Data excerpts
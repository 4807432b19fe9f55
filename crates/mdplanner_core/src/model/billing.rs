//! Customers and billing ledgers.
//!
//! # Invariants
//! - Amounts are plain `f64` values rounded to cents only on render.
//! - `paid_amount` only grows through recorded payments.

use serde::{Deserialize, Serialize};

#[derive(Debug, Clone, Default, PartialEq, Serialize, Deserialize)]
#[serde(rename_all = "camelCase", default)]
pub struct Customer {
    pub id: String,
    pub name: String,
    #[serde(skip_serializing_if = "String::is_empty")]
    pub email: String,
    #[serde(skip_serializing_if = "String::is_empty")]
    pub phone: String,
    #[serde(skip_serializing_if = "String::is_empty")]
    pub company: String,
    #[serde(skip_serializing_if = "String::is_empty")]
    pub street: String,
    #[serde(skip_serializing_if = "String::is_empty")]
    pub city: String,
    #[serde(skip_serializing_if = "String::is_empty")]
    pub state: String,
    #[serde(skip_serializing_if = "String::is_empty")]
    pub postal_code: String,
    #[serde(skip_serializing_if = "String::is_empty")]
    pub country: String,
    #[serde(skip_serializing_if = "String::is_empty")]
    pub notes: String,
    pub created: String,
}

impl Customer {
    pub fn new(name: impl Into<String>) -> Self {
        Self {
            name: name.into(),
            ..Self::default()
        }
    }
}

#[derive(Debug, Clone, Default, PartialEq, Serialize, Deserialize)]
#[serde(rename_all = "camelCase", default)]
pub struct BillingRate {
    pub id: String,
    pub name: String,
    pub hourly_rate: f64,
    #[serde(skip_serializing_if = "String::is_empty")]
    pub assignee: String,
    pub is_default: bool,
}

#[derive(Debug, Clone, PartialEq, Serialize, Deserialize)]
#[serde(rename_all = "camelCase", default)]
pub struct Quote {
    pub id: String,
    pub number: String,
    pub customer_id: String,
    pub title: String,
    /// `draft`, `sent`, `accepted`, or `rejected`.
    pub status: String,
    #[serde(skip_serializing_if = "String::is_empty")]
    pub valid_until: String,
    pub subtotal: f64,
    pub tax_rate: f64,
    pub tax: f64,
    pub total: f64,
    pub created: String,
    #[serde(skip_serializing_if = "String::is_empty")]
    pub notes: String,
    #[serde(skip_serializing_if = "String::is_empty")]
    pub sent_at: String,
    #[serde(skip_serializing_if = "String::is_empty")]
    pub accepted_at: String,
}

impl Default for Quote {
    fn default() -> Self {
        Self {
            id: String::new(),
            number: String::new(),
            customer_id: String::new(),
            title: String::new(),
            status: "draft".to_string(),
            valid_until: String::new(),
            subtotal: 0.0,
            tax_rate: 0.0,
            tax: 0.0,
            total: 0.0,
            created: String::new(),
            notes: String::new(),
            sent_at: String::new(),
            accepted_at: String::new(),
        }
    }
}

#[derive(Debug, Clone, PartialEq, Serialize, Deserialize)]
#[serde(rename_all = "camelCase", default)]
pub struct Invoice {
    pub id: String,
    pub number: String,
    pub customer_id: String,
    #[serde(skip_serializing_if = "String::is_empty")]
    pub quote_id: String,
    pub title: String,
    /// `draft`, `sent`, `partial`, `paid`, or `overdue`.
    pub status: String,
    #[serde(skip_serializing_if = "String::is_empty")]
    pub due_date: String,
    pub subtotal: f64,
    pub tax_rate: f64,
    pub tax: f64,
    pub total: f64,
    pub paid_amount: f64,
    pub created: String,
    #[serde(skip_serializing_if = "String::is_empty")]
    pub notes: String,
    #[serde(skip_serializing_if = "String::is_empty")]
    pub sent_at: String,
    #[serde(skip_serializing_if = "String::is_empty")]
    pub paid_at: String,
}

impl Default for Invoice {
    fn default() -> Self {
        Self {
            id: String::new(),
            number: String::new(),
            customer_id: String::new(),
            quote_id: String::new(),
            title: String::new(),
            status: "draft".to_string(),
            due_date: String::new(),
            subtotal: 0.0,
            tax_rate: 0.0,
            tax: 0.0,
            total: 0.0,
            paid_amount: 0.0,
            created: String::new(),
            notes: String::new(),
            sent_at: String::new(),
            paid_at: String::new(),
        }
    }
}

impl Invoice {
    /// Applies one payment: `paid` once fully covered, `partial` otherwise.
    pub fn apply_payment(&mut self, amount: f64, date: &str) {
        self.paid_amount += amount;
        if self.paid_amount >= self.total {
            self.status = "paid".to_string();
            self.paid_at = date.to_string();
        } else {
            self.status = "partial".to_string();
        }
    }
}

#[derive(Debug, Clone, PartialEq, Serialize, Deserialize)]
#[serde(rename_all = "camelCase", default)]
pub struct Payment {
    pub id: String,
    pub invoice_id: String,
    pub amount: f64,
    pub date: String,
    /// `bank`, `card`, `cash`, or `other`.
    pub method: String,
    #[serde(skip_serializing_if = "String::is_empty")]
    pub reference: String,
    #[serde(skip_serializing_if = "String::is_empty")]
    pub notes: String,
}

impl Default for Payment {
    fn default() -> Self {
        Self {
            id: String::new(),
            invoice_id: String::new(),
            amount: 0.0,
            date: String::new(),
            method: "bank".to_string(),
            reference: String::new(),
            notes: String::new(),
        }
    }
}

/// `Q-0001` style number for the `count + 1`-th quote.
pub fn quote_number(count: usize) -> String {
    format!("Q-{:04}", count + 1)
}

/// `INV-0001` style number for the `count + 1`-th invoice.
pub fn invoice_number(count: usize) -> String {
    format!("INV-{:04}", count + 1)
}

#[cfg(test)]
mod tests {
    use super::{invoice_number, quote_number, Invoice};

    #[test]
    fn numbers_are_zero_padded() {
        assert_eq!(quote_number(0), "Q-0001");
        assert_eq!(invoice_number(41), "INV-0042");
    }

    #[test]
    fn partial_then_full_payment() {
        let mut invoice = Invoice {
            total: 100.0,
            ..Invoice::default()
        };
        invoice.apply_payment(40.0, "2026-03-01");
        assert_eq!(invoice.status, "partial");
        assert!(invoice.paid_at.is_empty());

        invoice.apply_payment(60.0, "2026-03-05");
        assert_eq!(invoice.status, "paid");
        assert_eq!(invoice.paid_at, "2026-03-05");
        assert_eq!(invoice.paid_amount, 100.0);
    }
}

▶ [About this exercise]: Show all lines in the records above that hold "format".

▶ [Task answer]:
    format!("Q-{:04}", count + 1)
    format!("INV-{:04}", count + 1)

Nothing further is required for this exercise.